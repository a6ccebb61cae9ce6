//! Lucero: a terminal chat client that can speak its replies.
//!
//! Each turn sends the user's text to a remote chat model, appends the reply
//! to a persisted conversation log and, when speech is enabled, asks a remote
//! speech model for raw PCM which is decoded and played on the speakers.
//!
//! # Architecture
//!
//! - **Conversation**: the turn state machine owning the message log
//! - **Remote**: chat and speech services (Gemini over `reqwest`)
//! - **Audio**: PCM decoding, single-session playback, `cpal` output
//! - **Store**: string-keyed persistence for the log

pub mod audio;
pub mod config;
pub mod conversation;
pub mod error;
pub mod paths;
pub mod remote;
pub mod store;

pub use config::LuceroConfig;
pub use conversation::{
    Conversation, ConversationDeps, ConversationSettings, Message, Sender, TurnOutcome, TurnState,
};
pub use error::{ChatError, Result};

• • • • •

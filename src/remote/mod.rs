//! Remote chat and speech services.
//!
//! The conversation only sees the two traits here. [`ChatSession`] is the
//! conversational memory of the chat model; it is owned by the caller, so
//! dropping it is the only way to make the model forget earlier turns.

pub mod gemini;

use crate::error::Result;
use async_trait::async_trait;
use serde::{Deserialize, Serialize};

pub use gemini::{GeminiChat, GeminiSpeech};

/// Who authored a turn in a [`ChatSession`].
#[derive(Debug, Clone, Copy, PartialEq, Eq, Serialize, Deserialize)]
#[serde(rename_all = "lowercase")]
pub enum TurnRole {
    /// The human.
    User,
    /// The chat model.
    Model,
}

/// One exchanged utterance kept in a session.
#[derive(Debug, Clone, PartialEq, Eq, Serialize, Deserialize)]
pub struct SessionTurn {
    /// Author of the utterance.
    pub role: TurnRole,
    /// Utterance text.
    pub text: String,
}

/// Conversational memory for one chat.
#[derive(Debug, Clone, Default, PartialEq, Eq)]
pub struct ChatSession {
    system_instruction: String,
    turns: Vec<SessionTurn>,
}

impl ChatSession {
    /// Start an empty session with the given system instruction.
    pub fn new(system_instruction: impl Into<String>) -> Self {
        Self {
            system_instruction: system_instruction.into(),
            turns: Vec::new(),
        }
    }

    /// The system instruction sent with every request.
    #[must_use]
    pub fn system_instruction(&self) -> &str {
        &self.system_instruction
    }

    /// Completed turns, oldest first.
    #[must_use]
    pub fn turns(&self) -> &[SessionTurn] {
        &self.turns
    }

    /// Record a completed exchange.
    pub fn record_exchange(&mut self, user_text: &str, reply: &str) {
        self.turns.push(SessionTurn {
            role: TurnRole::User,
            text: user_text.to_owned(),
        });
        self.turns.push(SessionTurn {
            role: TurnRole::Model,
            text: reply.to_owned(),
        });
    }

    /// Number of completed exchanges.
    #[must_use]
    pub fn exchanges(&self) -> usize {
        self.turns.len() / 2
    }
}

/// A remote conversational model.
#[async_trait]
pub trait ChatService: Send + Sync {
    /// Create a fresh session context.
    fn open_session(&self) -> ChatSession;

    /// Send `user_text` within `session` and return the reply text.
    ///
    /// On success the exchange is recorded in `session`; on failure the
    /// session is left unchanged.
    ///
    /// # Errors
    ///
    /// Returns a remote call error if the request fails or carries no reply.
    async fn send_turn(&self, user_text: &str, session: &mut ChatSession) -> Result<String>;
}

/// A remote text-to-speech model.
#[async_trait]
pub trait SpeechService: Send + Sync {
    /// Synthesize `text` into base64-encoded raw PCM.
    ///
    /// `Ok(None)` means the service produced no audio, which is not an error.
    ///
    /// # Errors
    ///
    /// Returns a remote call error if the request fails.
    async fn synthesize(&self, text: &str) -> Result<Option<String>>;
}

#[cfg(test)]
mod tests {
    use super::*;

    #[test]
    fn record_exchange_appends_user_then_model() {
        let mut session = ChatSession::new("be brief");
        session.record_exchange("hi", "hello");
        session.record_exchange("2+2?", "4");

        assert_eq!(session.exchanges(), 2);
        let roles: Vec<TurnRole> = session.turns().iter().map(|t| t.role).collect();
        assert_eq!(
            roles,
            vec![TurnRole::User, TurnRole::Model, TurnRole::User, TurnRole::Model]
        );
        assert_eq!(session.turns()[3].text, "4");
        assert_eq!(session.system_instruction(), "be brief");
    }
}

• • • • •

## What this task involves
Taking the material above, extract exactly and only the lines from the line with "for one chat." to the line with "with every request.", inclusive of both.

## Your response
/// Conversational memory for one chat.
#[derive(Debug, Clone, Default, PartialEq, Eq)]
pub struct ChatSession {
    system_instruction: String,
    turns: Vec<SessionTurn>,
}

impl ChatSession {
    /// Start an empty session with the given system instruction.
    pub fn new(system_instruction: impl Into<String>) -> Self {
        Self {
            system_instruction: system_instruction.into(),
            turns: Vec::new(),
        }
    }

    /// The system instruction sent with every request.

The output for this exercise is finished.